> INFORMATION SUPPLIED
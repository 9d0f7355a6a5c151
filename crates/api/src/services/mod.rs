//! Business logic and external collaborators.
//!
//! # Services
//!
//! - `identity` - Accounts, ID tokens and claims at the identity provider
//! - `assets` - Image hosting (Cloudinary or a local directory)
//! - `embeddings` - Text embeddings for product search
//! - `email` - Verification codes and listing confirmations over SMTP
//! - `orders` - Cart-to-order placement and order lifecycle
//! - `otp` - Email and phone verification codes
//! - `products` - Vendor catalog writes
//! - `chat_hub` - Fan-out between chat sockets

pub mod assets;
pub mod chat_hub;
pub mod email;
pub mod embeddings;
pub mod identity;
pub mod orders;
pub mod otp;
pub mod products;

> TASK TO CARRY OUT
All of the entries need to be reproduced exactly; please write them out.

> SOLUTION TO THIS EXERCISE
repository 9d0f7355a6a5c151
filename crates/api/src/services/mod.rs
//! Business logic and external collaborators.
//!
//! # Services
//!
//! - `identity` - Accounts, ID tokens and claims at the identity provider
//! - `assets` - Image hosting (Cloudinary or a local directory)
//! - `embeddings` - Text embeddings for product search
//! - `email` - Verification codes and listing confirmations over SMTP
//! - `orders` - Cart-to-order placement and order lifecycle
//! - `otp` - Email and phone verification codes
//! - `products` - Vendor catalog writes
//! - `chat_hub` - Fan-out between chat sockets

pub mod assets;
pub mod chat_hub;
pub mod email;
pub mod embeddings;
pub mod identity;
pub mod orders;
pub mod otp;
pub mod products;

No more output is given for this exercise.